Restate all of the data precisely, omitting nothing.

(Stored data entries)
============================================================

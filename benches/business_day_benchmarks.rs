//! Performance benchmarks for the service score engine.
//!
//! Covers calendar resolution, business day counting over long spans and the
//! HTTP endpoints end to end.
//!
//! Run with: `cargo bench`
//! HTML reports are generated in `target/criterion/`

use chrono::{Datelike, NaiveDate};
use criterion::{BenchmarkId, Criterion, Throughput, black_box, criterion_group, criterion_main};

use hizmet_puani::api::{AppState, create_router};
use hizmet_puani::calendar::{BusinessDayCounter, CalendarRuleSet};
use hizmet_puani::config::ConfigLoader;

use axum::{body::Body, http::Request};
use tower::ServiceExt;

/// Creates a test state with loaded configuration.
fn create_test_state() -> AppState {
    let config = ConfigLoader::load("./config/hizmet_puani").expect("Failed to load config");
    AppState::new(config)
}

fn make_date(date_str: &str) -> NaiveDate {
    NaiveDate::parse_from_str(date_str, "%Y-%m-%d").unwrap()
}

/// Builds a rule set with the seed calendar repeated over several academic years.
fn multi_year_rules(years: i32) -> CalendarRuleSet {
    let config = ConfigLoader::load("./config/hizmet_puani").expect("Failed to load config");
    let seed = config.default_calendar().expect("Missing default calendar");

    let mut rules = CalendarRuleSet::new();
    for shift in 0..years {
        for range in &seed {
            let mut range = range.clone();
            range.start = range.start.with_year_offset(shift);
            range.end = range.end.with_year_offset(shift);
            rules.add(range);
        }
    }
    rules
}

trait YearOffset {
    fn with_year_offset(self, years: i32) -> Self;
}

impl YearOffset for NaiveDate {
    fn with_year_offset(self, years: i32) -> Self {
        self.with_year(self.year() + years).unwrap_or(self)
    }
}

/// Benchmark: Resolving the seed calendar.
fn bench_resolve_seed(c: &mut Criterion) {
    let rules = multi_year_rules(1);

    c.bench_function("resolve_seed_calendar", |b| {
        b.iter(|| black_box(rules.resolve()))
    });
}

/// Benchmark: Counting one academic year against the seed calendar.
fn bench_count_academic_year(c: &mut Criterion) {
    let resolved = multi_year_rules(1).resolve();
    let counter = BusinessDayCounter::default();
    let start = make_date("2025-09-08");
    let end = make_date("2026-06-26");

    c.bench_function("count_academic_year", |b| {
        b.iter(|| black_box(counter.count(black_box(start), black_box(end), &resolved)))
    });
}

/// Benchmark: Resolve and count over growing multi-year spans.
fn bench_scaling(c: &mut Criterion) {
    let counter = BusinessDayCounter::default();
    let start = make_date("2025-09-01");

    let mut group = c.benchmark_group("scaling");

    for years in [1, 5, 10, 20].iter() {
        let rules = multi_year_rules(*years);
        let end = start.with_year_offset(*years);

        group.throughput(Throughput::Elements(*years as u64));
        group.bench_with_input(BenchmarkId::new("years", years), years, |b, _| {
            b.iter(|| {
                let resolved = rules.resolve();
                black_box(counter.count(start, end, &resolved))
            })
        });
    }

    group.finish();
}

/// Benchmark: POST /business-days with the default calendar.
fn bench_business_days_endpoint(c: &mut Criterion) {
    let rt = tokio::runtime::Runtime::new().unwrap();
    let router = create_router(create_test_state());
    let body = serde_json::json!({
        "queries": [
            {"start": "2025-09-08", "end": "2025-12-31"},
            {"start": "2026-01-01", "end": "2026-06-26"}
        ],
        "include_breakdown": true
    })
    .to_string();

    c.bench_function("business_days_endpoint", |b| {
        b.to_async(&rt).iter(|| async {
            let router = router.clone();
            let response = router
                .oneshot(
                    Request::builder()
                        .method("POST")
                        .uri("/business-days")
                        .header("Content-Type", "application/json")
                        .body(Body::from(body.clone()))
                        .unwrap(),
                )
                .await
                .unwrap();
            black_box(response)
        })
    });
}

/// Benchmark: POST /score with a few range assignments and bonuses.
fn bench_score_endpoint(c: &mut Criterion) {
    let rt = tokio::runtime::Runtime::new().unwrap();
    let router = create_router(create_test_state());
    let assignments: Vec<serde_json::Value> = (0..5)
        .map(|i| {
            serde_json::json!({
                "year": 2025,
                "school": format!("Okul {}", i),
                "region": 1 + i % 3,
                "area": 1 + i % 6,
                "period": {"mode": "range", "start": "2025-09-08", "end": "2026-06-26"}
            })
        })
        .collect();
    let body = serde_json::json!({
        "assignments": assignments,
        "bonuses": {"support_course_months": 6, "eba_contents": 12}
    })
    .to_string();

    c.bench_function("score_endpoint", |b| {
        b.to_async(&rt).iter(|| async {
            let router = router.clone();
            let response = router
                .oneshot(
                    Request::builder()
                        .method("POST")
                        .uri("/score")
                        .header("Content-Type", "application/json")
                        .body(Body::from(body.clone()))
                        .unwrap(),
                )
                .await
                .unwrap();
            black_box(response)
        })
    });
}

criterion_group!(
    benches,
    bench_resolve_seed,
    bench_count_academic_year,
    bench_scaling,
    bench_business_days_endpoint,
    bench_score_endpoint,
);
criterion_main!(benches);
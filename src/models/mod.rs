//! Core data models for the service score engine.
//!
//! This module contains all the domain models used throughout the engine.

mod assignment;
mod bonus;
mod exception_range;
mod score_report;

pub use assignment::{Assignment, ServicePeriod};
pub use bonus::{AreaGroup, AwardRank, BonusInputs};
pub use exception_range::{ExceptionKind, ExceptionRange};
pub use score_report::{
    AssignmentLine, BonusCategory, BonusLine, ReportWarning, ScoreReport, ScoreTotals, YearSummary,
};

============================================================

_Problem solution_:
filename benches/business_day_benchmarks.rs
//! Performance benchmarks for the service score engine.
//!
//! Covers calendar resolution, business day counting over long spans and the
//! HTTP endpoints end to end.
//!
//! Run with: `cargo bench`
//! HTML reports are generated in `target/criterion/`

use chrono::{Datelike, NaiveDate};
use criterion::{BenchmarkId, Criterion, Throughput, black_box, criterion_group, criterion_main};

use hizmet_puani::api::{AppState, create_router};
use hizmet_puani::calendar::{BusinessDayCounter, CalendarRuleSet};
use hizmet_puani::config::ConfigLoader;

use axum::{body::Body, http::Request};
use tower::ServiceExt;

/// Creates a test state with loaded configuration.
fn create_test_state() -> AppState {
    let config = ConfigLoader::load("./config/hizmet_puani").expect("Failed to load config");
    AppState::new(config)
}

fn make_date(date_str: &str) -> NaiveDate {
    NaiveDate::parse_from_str(date_str, "%Y-%m-%d").unwrap()
}

/// Builds a rule set with the seed calendar repeated over several academic years.
fn multi_year_rules(years: i32) -> CalendarRuleSet {
    let config = ConfigLoader::load("./config/hizmet_puani").expect("Failed to load config");
    let seed = config.default_calendar().expect("Missing default calendar");

    let mut rules = CalendarRuleSet::new();
    for shift in 0..years {
        for range in &seed {
            let mut range = range.clone();
            range.start = range.start.with_year_offset(shift);
            range.end = range.end.with_year_offset(shift);
            rules.add(range);
        }
    }
    rules
}

trait YearOffset {
    fn with_year_offset(self, years: i32) -> Self;
}

impl YearOffset for NaiveDate {
    fn with_year_offset(self, years: i32) -> Self {
        self.with_year(self.year() + years).unwrap_or(self)
    }
}

/// Benchmark: Resolving the seed calendar.
fn bench_resolve_seed(c: &mut Criterion) {
    let rules = multi_year_rules(1);

    c.bench_function("resolve_seed_calendar", |b| {
        b.iter(|| black_box(rules.resolve()))
    });
}

/// Benchmark: Counting one academic year against the seed calendar.
fn bench_count_academic_year(c: &mut Criterion) {
    let resolved = multi_year_rules(1).resolve();
    let counter = BusinessDayCounter::default();
    let start = make_date("2025-09-08");
    let end = make_date("2026-06-26");

    c.bench_function("count_academic_year", |b| {
        b.iter(|| black_box(counter.count(black_box(start), black_box(end), &resolved)))
    });
}

/// Benchmark: Resolve and count over growing multi-year spans.
fn bench_scaling(c: &mut Criterion) {
    let counter = BusinessDayCounter::default();
    let start = make_date("2025-09-01");

    let mut group = c.benchmark_group("scaling");

    for years in [1, 5, 10, 20].iter() {
        let rules = multi_year_rules(*years);
        let end = start.with_year_offset(*years);

        group.throughput(Throughput::Elements(*years as u64));
        group.bench_with_input(BenchmarkId::new("years", years), years, |b, _| {
            b.iter(|| {
                let resolved = rules.resolve();
                black_box(counter.count(start, end, &resolved))
            })
        });
    }

    group.finish();
}

/// Benchmark: POST /business-days with the default calendar.
fn bench_business_days_endpoint(c: &mut Criterion) {
    let rt = tokio::runtime::Runtime::new().unwrap();
    let router = create_router(create_test_state());
    let body = serde_json::json!({
        "queries": [
            {"start": "2025-09-08", "end": "2025-12-31"},
            {"start": "2026-01-01", "end": "2026-06-26"}
        ],
        "include_breakdown": true
    })
    .to_string();

    c.bench_function("business_days_endpoint", |b| {
        b.to_async(&rt).iter(|| async {
            let router = router.clone();
            let response = router
                .oneshot(
                    Request::builder()
                        .method("POST")
                        .uri("/business-days")
                        .header("Content-Type", "application/json")
                        .body(Body::from(body.clone()))
                        .unwrap(),
                )
                .await
                .unwrap();
            black_box(response)
        })
    });
}

/// Benchmark: POST /score with a few range assignments and bonuses.
fn bench_score_endpoint(c: &mut Criterion) {
    let rt = tokio::runtime::Runtime::new().unwrap();
    let router = create_router(create_test_state());
    let assignments: Vec<serde_json::Value> = (0..5)
        .map(|i| {
            serde_json::json!({
                "year": 2025,
                "school": format!("Okul {}", i),
                "region": 1 + i % 3,
                "area": 1 + i % 6,
                "period": {"mode": "range", "start": "2025-09-08", "end": "2026-06-26"}
            })
        })
        .collect();
    let body = serde_json::json!({
        "assignments": assignments,
        "bonuses": {"support_course_months": 6, "eba_contents": 12}
    })
    .to_string();

    c.bench_function("score_endpoint", |b| {
        b.to_async(&rt).iter(|| async {
            let router = router.clone();
            let response = router
                .oneshot(
                    Request::builder()
                        .method("POST")
                        .uri("/score")
                        .header("Content-Type", "application/json")
                        .body(Body::from(body.clone()))
                        .unwrap(),
                )
                .await
                .unwrap();
            black_box(response)
        })
    });
}

criterion_group!(
    benches,
    bench_resolve_seed,
    bench_count_academic_year,
    bench_scaling,
    bench_business_days_endpoint,
    bench_score_endpoint,
);
criterion_main!(benches);
filename src/models/mod.rs
//! Core data models for the service score engine.
//!
//! This module contains all the domain models used throughout the engine.

mod assignment;
mod bonus;
mod exception_range;
mod score_report;

pub use assignment::{Assignment, ServicePeriod};
pub use bonus::{AreaGroup, AwardRank, BonusInputs};
pub use exception_range::{ExceptionKind, ExceptionRange};
pub use score_report::{
    AssignmentLine, BonusCategory, BonusLine, ReportWarning, ScoreReport, ScoreTotals, YearSummary,
};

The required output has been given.